Start of Source records

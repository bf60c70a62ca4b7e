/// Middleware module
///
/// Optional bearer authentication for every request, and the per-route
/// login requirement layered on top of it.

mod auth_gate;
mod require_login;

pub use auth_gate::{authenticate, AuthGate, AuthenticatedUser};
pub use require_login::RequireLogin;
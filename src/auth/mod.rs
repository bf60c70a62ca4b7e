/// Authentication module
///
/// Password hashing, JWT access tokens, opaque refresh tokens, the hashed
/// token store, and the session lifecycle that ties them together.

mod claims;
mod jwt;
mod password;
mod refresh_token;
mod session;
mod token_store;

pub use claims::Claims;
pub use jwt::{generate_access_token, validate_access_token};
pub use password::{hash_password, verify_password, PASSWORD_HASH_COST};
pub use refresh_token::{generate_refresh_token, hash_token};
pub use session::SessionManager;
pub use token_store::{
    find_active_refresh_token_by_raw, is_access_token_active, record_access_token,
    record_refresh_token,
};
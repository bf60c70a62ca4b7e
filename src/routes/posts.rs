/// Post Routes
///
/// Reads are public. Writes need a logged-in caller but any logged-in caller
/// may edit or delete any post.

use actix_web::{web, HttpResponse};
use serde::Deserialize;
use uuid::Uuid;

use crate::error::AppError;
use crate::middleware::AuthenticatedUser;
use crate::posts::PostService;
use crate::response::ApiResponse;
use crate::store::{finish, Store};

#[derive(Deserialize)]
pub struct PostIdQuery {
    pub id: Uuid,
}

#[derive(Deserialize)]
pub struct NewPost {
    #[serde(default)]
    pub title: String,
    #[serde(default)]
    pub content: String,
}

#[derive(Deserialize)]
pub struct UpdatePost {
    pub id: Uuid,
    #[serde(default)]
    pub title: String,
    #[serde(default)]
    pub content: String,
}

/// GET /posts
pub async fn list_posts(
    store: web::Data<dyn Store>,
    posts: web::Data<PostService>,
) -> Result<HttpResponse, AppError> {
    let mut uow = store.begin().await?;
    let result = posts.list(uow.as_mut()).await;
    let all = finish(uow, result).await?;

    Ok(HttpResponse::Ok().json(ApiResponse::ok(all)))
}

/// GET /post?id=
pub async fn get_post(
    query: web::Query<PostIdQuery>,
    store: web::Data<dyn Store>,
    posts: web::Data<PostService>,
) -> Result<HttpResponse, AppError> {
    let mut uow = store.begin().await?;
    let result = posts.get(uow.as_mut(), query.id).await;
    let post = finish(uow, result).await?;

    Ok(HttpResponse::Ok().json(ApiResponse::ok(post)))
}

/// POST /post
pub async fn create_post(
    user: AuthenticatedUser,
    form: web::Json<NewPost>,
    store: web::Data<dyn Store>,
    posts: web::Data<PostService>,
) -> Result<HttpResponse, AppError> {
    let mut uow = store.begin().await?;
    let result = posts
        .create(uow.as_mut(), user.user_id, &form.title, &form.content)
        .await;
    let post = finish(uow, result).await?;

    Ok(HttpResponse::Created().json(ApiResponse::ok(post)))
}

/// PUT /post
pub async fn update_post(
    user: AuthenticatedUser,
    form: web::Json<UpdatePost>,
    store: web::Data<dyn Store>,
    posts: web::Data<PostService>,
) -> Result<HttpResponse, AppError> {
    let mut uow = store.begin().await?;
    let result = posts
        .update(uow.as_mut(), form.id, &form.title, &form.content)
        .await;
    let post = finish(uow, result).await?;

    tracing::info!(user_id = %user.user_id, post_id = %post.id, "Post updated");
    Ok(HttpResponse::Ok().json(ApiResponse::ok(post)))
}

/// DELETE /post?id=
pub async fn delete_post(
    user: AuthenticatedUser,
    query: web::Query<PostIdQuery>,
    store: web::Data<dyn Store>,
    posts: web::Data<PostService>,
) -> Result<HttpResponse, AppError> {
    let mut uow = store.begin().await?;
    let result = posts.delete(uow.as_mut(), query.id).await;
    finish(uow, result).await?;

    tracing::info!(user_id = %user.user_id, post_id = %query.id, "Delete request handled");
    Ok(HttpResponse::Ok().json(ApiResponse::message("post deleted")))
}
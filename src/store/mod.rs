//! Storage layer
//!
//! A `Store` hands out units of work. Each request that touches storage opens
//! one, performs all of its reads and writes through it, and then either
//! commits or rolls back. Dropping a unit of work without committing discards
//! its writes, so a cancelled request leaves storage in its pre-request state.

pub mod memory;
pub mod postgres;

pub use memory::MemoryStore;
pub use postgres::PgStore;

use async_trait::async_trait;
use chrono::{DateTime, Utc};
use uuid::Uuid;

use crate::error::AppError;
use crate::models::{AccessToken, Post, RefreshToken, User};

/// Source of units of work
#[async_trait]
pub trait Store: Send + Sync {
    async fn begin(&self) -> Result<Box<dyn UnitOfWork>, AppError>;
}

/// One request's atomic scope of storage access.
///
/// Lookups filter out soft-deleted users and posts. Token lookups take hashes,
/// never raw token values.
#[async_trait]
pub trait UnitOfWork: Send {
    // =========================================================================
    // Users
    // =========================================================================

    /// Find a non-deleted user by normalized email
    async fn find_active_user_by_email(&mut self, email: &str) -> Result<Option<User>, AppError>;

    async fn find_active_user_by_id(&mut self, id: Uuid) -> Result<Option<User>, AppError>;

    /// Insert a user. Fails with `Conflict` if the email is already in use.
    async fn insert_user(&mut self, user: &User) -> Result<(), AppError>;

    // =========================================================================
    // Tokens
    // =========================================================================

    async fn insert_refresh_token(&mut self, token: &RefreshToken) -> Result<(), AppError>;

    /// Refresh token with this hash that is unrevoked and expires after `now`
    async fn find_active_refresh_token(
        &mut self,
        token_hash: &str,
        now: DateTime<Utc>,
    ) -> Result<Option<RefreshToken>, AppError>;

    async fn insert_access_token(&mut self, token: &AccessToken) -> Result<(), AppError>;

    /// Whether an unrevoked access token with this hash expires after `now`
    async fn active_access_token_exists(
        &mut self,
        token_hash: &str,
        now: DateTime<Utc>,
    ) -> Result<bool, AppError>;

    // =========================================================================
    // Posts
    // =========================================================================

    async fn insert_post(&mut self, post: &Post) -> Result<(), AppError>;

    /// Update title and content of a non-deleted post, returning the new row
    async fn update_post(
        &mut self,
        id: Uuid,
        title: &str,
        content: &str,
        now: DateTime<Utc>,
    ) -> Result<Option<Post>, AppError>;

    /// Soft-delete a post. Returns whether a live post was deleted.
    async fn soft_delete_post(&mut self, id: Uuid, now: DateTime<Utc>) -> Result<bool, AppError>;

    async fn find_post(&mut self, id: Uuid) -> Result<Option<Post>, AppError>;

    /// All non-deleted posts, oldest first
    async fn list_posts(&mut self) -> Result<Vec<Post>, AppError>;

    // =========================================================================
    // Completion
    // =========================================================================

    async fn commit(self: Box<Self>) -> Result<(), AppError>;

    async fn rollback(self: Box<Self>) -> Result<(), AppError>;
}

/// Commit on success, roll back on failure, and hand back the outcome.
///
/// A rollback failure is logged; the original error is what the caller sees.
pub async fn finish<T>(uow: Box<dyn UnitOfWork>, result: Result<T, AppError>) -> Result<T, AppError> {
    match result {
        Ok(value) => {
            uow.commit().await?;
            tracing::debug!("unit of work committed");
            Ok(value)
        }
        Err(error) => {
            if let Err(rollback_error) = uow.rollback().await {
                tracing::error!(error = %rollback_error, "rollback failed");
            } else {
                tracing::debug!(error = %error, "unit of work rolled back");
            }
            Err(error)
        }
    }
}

End of Source records
Start of Source records

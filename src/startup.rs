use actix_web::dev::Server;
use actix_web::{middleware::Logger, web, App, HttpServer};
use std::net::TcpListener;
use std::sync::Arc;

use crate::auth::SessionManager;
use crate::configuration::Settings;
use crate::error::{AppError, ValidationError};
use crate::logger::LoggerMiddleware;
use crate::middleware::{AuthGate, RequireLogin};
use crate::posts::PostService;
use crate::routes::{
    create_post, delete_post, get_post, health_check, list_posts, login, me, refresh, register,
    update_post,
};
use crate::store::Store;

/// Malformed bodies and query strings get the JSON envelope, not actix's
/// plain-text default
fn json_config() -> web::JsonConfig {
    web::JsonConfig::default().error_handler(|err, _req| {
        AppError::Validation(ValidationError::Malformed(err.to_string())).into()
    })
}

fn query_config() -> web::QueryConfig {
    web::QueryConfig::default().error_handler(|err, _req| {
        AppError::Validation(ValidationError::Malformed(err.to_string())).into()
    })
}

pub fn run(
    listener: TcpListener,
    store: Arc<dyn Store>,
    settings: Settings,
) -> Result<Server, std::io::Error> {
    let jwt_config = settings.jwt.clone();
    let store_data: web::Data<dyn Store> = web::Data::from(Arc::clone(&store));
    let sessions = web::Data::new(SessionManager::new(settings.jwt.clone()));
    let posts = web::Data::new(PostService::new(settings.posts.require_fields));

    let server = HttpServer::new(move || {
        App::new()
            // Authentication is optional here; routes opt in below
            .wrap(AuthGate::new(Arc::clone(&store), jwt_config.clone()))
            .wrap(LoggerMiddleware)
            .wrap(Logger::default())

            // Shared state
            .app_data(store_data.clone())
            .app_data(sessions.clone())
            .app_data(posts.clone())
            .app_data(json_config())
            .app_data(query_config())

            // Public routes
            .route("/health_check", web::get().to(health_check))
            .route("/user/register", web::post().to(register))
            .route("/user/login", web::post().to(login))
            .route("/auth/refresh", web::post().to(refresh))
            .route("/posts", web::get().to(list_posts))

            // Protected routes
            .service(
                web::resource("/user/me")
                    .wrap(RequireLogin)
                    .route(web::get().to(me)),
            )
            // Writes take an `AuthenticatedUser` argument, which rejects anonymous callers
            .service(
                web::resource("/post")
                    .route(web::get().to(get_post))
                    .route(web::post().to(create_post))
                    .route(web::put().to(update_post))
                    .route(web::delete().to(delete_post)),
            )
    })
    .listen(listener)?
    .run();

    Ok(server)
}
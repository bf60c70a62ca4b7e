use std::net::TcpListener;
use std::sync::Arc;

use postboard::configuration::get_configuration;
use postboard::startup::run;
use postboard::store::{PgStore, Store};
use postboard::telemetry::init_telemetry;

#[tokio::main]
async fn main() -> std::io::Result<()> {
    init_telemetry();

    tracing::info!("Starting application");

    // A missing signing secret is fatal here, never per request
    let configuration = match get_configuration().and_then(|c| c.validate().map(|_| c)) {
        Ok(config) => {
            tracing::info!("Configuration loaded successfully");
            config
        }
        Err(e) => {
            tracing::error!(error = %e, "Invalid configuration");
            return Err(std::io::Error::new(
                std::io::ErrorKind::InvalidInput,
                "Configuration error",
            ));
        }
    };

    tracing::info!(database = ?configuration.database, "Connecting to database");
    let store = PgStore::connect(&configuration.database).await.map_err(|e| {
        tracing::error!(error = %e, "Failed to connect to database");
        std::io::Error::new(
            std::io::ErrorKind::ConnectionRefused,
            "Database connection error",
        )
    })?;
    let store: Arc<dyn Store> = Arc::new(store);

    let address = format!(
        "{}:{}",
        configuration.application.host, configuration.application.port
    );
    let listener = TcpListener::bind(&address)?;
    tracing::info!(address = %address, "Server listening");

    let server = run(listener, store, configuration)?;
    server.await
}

End of Source records

Lines containing the word "bool" are to be pulled from the records and copied.

    ) -> Result<bool, AppError>;
    async fn soft_delete_post(&mut self, id: Uuid, now: DateTime<Utc>) -> Result<bool, AppError>;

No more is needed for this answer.